Task objective.
Please provide the entries below again, word for word.

Collected data
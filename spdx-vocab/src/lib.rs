//! RDF Vocabulary Constants for SPDX License Metadata
//!
//! This crate provides a centralized location for the vocabulary IRIs and
//! reserved constants used when reading SPDX license information out of an
//! RDF graph.
//!
//! # Organization
//!
//! Constants are organized by vocabulary:
//! - `rdf` - RDF vocabulary (http://www.w3.org/1999/02/22-rdf-syntax-ns#)
//! - `rdfs` - RDFS vocabulary (http://www.w3.org/2000/01/rdf-schema#)
//! - `spdx` - SPDX terms vocabulary (http://spdx.org/rdf/terms#)
//! - `spdx_names` - Local class names under the SPDX terms namespace
//! - `licenses` - The listed-license catalog URL space

/// RDF vocabulary constants
pub mod rdf {
    /// rdf:type IRI
    pub const TYPE: &str = "http://www.w3.org/1999/02/22-rdf-syntax-ns#type";
}

/// RDFS vocabulary constants
pub mod rdfs {
    /// rdfs:seeAlso IRI
    pub const SEE_ALSO: &str = "http://www.w3.org/2000/01/rdf-schema#seeAlso";

    /// rdfs:comment IRI
    pub const COMMENT: &str = "http://www.w3.org/2000/01/rdf-schema#comment";
}

/// SPDX terms vocabulary constants
pub mod spdx {
    /// The SPDX terms namespace
    ///
    /// All SPDX class and property IRIs are rooted here.
    pub const NAMESPACE: &str = "http://spdx.org/rdf/terms#";

    /// spdx:licenseId - the identifier property carried by license nodes
    pub const LICENSE_ID: &str = "http://spdx.org/rdf/terms#licenseId";

    /// spdx:extractedText - the inline license text of an extracted license
    pub const EXTRACTED_TEXT: &str = "http://spdx.org/rdf/terms#extractedText";

    /// spdx:name - the human-readable license name
    pub const NAME: &str = "http://spdx.org/rdf/terms#name";

    /// spdx:member - links a license set or operator to a member expression
    pub const MEMBER: &str = "http://spdx.org/rdf/terms#member";

    /// spdx:licenseException - links a WITH operator to its exception
    pub const LICENSE_EXCEPTION: &str = "http://spdx.org/rdf/terms#licenseException";

    /// spdx:licenseExceptionId - the identifier of a license exception
    pub const LICENSE_EXCEPTION_ID: &str = "http://spdx.org/rdf/terms#licenseExceptionId";

    /// Sentinel URI asserting that no license determination was made
    pub const LICENSE_NOASSERTION: &str = "http://spdx.org/rdf/terms#noassertion";

    /// Sentinel URI declaring that no license applies
    pub const LICENSE_NONE: &str = "http://spdx.org/rdf/terms#none";

    /// Reserved identifier prefix for extracted (non-listed) licenses
    pub const LICENSE_REF_PREFIX: &str = "LicenseRef-";
}

/// Local class names under the SPDX terms namespace
///
/// These are the local-name portions of the SPDX class IRIs, matched after
/// stripping [`spdx::NAMESPACE`] from a node's declared type.
pub mod spdx_names {
    /// Composite set meaning "all member licenses apply"
    pub const CONJUNCTIVE_LICENSE_SET: &str = "ConjunctiveLicenseSet";

    /// Composite set meaning "one of the member licenses applies"
    pub const DISJUNCTIVE_LICENSE_SET: &str = "DisjunctiveLicenseSet";

    /// License text supplied inline in the document
    pub const EXTRACTED_LICENSING_INFO: &str = "ExtractedLicensingInfo";

    /// A license drawn from the listed-license catalog
    pub const LICENSE: &str = "License";

    /// "This version or any later version" qualifier
    pub const OR_LATER_OPERATOR: &str = "OrLaterOperator";

    /// "With named exception clause" qualifier
    pub const WITH_EXCEPTION_OPERATOR: &str = "WithExceptionOperator";
}

/// Listed-license catalog URL space
pub mod licenses {
    /// Base URL under which every listed license has a canonical URI
    ///
    /// A node whose URI is `LISTED_LICENSE_URL` followed by a listed
    /// license identifier denotes that catalog entry.
    pub const LISTED_LICENSE_URL: &str = "http://spdx.org/licenses/";
}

Answer to this exercise.
filename spdx-vocab/src/lib.rs
//! RDF Vocabulary Constants for SPDX License Metadata
//!
//! This crate provides a centralized location for the vocabulary IRIs and
//! reserved constants used when reading SPDX license information out of an
//! RDF graph.
//!
//! # Organization
//!
//! Constants are organized by vocabulary:
//! - `rdf` - RDF vocabulary (http://www.w3.org/1999/02/22-rdf-syntax-ns#)
//! - `rdfs` - RDFS vocabulary (http://www.w3.org/2000/01/rdf-schema#)
//! - `spdx` - SPDX terms vocabulary (http://spdx.org/rdf/terms#)
//! - `spdx_names` - Local class names under the SPDX terms namespace
//! - `licenses` - The listed-license catalog URL space

/// RDF vocabulary constants
pub mod rdf {
    /// rdf:type IRI
    pub const TYPE: &str = "http://www.w3.org/1999/02/22-rdf-syntax-ns#type";
}

/// RDFS vocabulary constants
pub mod rdfs {
    /// rdfs:seeAlso IRI
    pub const SEE_ALSO: &str = "http://www.w3.org/2000/01/rdf-schema#seeAlso";

    /// rdfs:comment IRI
    pub const COMMENT: &str = "http://www.w3.org/2000/01/rdf-schema#comment";
}

/// SPDX terms vocabulary constants
pub mod spdx {
    /// The SPDX terms namespace
    ///
    /// All SPDX class and property IRIs are rooted here.
    pub const NAMESPACE: &str = "http://spdx.org/rdf/terms#";

    /// spdx:licenseId - the identifier property carried by license nodes
    pub const LICENSE_ID: &str = "http://spdx.org/rdf/terms#licenseId";

    /// spdx:extractedText - the inline license text of an extracted license
    pub const EXTRACTED_TEXT: &str = "http://spdx.org/rdf/terms#extractedText";

    /// spdx:name - the human-readable license name
    pub const NAME: &str = "http://spdx.org/rdf/terms#name";

    /// spdx:member - links a license set or operator to a member expression
    pub const MEMBER: &str = "http://spdx.org/rdf/terms#member";

    /// spdx:licenseException - links a WITH operator to its exception
    pub const LICENSE_EXCEPTION: &str = "http://spdx.org/rdf/terms#licenseException";

    /// spdx:licenseExceptionId - the identifier of a license exception
    pub const LICENSE_EXCEPTION_ID: &str = "http://spdx.org/rdf/terms#licenseExceptionId";

    /// Sentinel URI asserting that no license determination was made
    pub const LICENSE_NOASSERTION: &str = "http://spdx.org/rdf/terms#noassertion";

    /// Sentinel URI declaring that no license applies
    pub const LICENSE_NONE: &str = "http://spdx.org/rdf/terms#none";

    /// Reserved identifier prefix for extracted (non-listed) licenses
    pub const LICENSE_REF_PREFIX: &str = "LicenseRef-";
}

/// Local class names under the SPDX terms namespace
///
/// These are the local-name portions of the SPDX class IRIs, matched after
/// stripping [`spdx::NAMESPACE`] from a node's declared type.
pub mod spdx_names {
    /// Composite set meaning "all member licenses apply"
    pub const CONJUNCTIVE_LICENSE_SET: &str = "ConjunctiveLicenseSet";

    /// Composite set meaning "one of the member licenses applies"
    pub const DISJUNCTIVE_LICENSE_SET: &str = "DisjunctiveLicenseSet";

    /// License text supplied inline in the document
    pub const EXTRACTED_LICENSING_INFO: &str = "ExtractedLicensingInfo";

    /// A license drawn from the listed-license catalog
    pub const LICENSE: &str = "License";

    /// "This version or any later version" qualifier
    pub const OR_LATER_OPERATOR: &str = "OrLaterOperator";

    /// "With named exception clause" qualifier
    pub const WITH_EXCEPTION_OPERATOR: &str = "WithExceptionOperator";
}

/// Listed-license catalog URL space
pub mod licenses {
    /// Base URL under which every listed license has a canonical URI
    ///
    /// A node whose URI is `LISTED_LICENSE_URL` followed by a listed
    /// license identifier denotes that catalog entry.
    pub const LISTED_LICENSE_URL: &str = "http://spdx.org/licenses/";
}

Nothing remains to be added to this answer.